Problem description
Output must match the data below exactly from its first line through the line that contains "frame is attached", with no other line.

::::

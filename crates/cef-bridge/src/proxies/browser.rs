use crate::error::BridgeResult;
use crate::proxy::proxy_type;
use cef_sys::{cef_browser_t, cef_frame_t};
use url::Url;

proxy_type!(
    /// A browser window or tab
    Browser,
    cef_browser_t
);

proxy_type!(
    /// A frame inside a browser
    Frame,
    cef_frame_t
);

impl Browser {
    /// Identifier, unique within the process
    pub fn identifier(&self) -> i32 {
        self.0.value(self.0.table().get_identifier)
    }

    pub fn is_loading(&self) -> bool {
        self.0.flag(self.0.table().is_loading)
    }
}

impl Frame {
    /// Identifier; negative before the frame is attached
    pub fn identifier(&self) -> i64 {
        self.0.value(self.0.table().get_identifier)
    }

    pub fn is_main(&self) -> bool {
        self.0.flag(self.0.table().is_main)
    }

    /// Name; empty for the main frame and for unnamed children
    pub fn name(&self) -> BridgeResult<Option<String>> {
        self.0.string(self.0.table().get_name)
    }

    pub fn url(&self) -> BridgeResult<Option<Url>> {
        self.0.url(self.0.table().get_url)
    }
}

#[cfg(test)]
mod tests {
    use super::*;
    use cef_testkit::{FakeBrowser, FakeFrame, FrameState};

    #[test]
    fn test_browser_accessors() {
        let fake = FakeBrowser::with_id(7);
        fake.state().is_loading = true;
        let browser = unsafe { Browser::wrap(&cef_testkit::api(), fake.ptr()) }.unwrap();
        assert_eq!(browser.identifier(), 7);
        assert!(browser.is_loading());
        assert_eq!(fake.calls(), vec!["identifier", "is_loading"]);
    }

    #[test]
    fn test_frame_accessors() {
        let fake = FakeFrame::main("https://example.com/");
        let frame = unsafe { Frame::wrap(&cef_testkit::api(), fake.ptr()) }.unwrap();
        assert!(frame.is_main());
        assert_eq!(frame.identifier(), 1);
        assert_eq!(frame.name().unwrap().as_deref(), Some(""));
        assert_eq!(frame.url().unwrap().unwrap().as_str(), "https://example.com/");
    }

    #[test]
    fn test_frame_without_url() {
        let fake = FakeFrame::new(FrameState::default());
        let frame = unsafe { Frame::wrap(&cef_testkit::api(), fake.ptr()) }.unwrap();
        assert_eq!(frame.url().unwrap(), None);
        assert_eq!(frame.name().unwrap(), None);
    }

    #[test]
    fn test_is_same() {
        let api = cef_testkit::api();
        let one = FakeBrowser::with_id(1);
        let two = FakeBrowser::with_id(2);
        let a = unsafe { Browser::wrap(&api, one.ptr()) }.unwrap();
        let b = unsafe { Browser::wrap(&api, one.ptr()) }.unwrap();
        let c = unsafe { Browser::wrap(&api, two.ptr()) }.unwrap();
        assert!(a.is_same(&b));
        assert!(!a.is_same(&c));
    }
}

::::

Task solution
filename crates/cef-bridge/src/proxies/browser.rs
use crate::error::BridgeResult;
use crate::proxy::proxy_type;
use cef_sys::{cef_browser_t, cef_frame_t};
use url::Url;

proxy_type!(
    /// A browser window or tab
    Browser,
    cef_browser_t
);

proxy_type!(
    /// A frame inside a browser
    Frame,
    cef_frame_t
);

impl Browser {
    /// Identifier, unique within the process
    pub fn identifier(&self) -> i32 {
        self.0.value(self.0.table().get_identifier)
    }

    pub fn is_loading(&self) -> bool {
        self.0.flag(self.0.table().is_loading)
    }
}

impl Frame {
    /// Identifier; negative before the frame is attached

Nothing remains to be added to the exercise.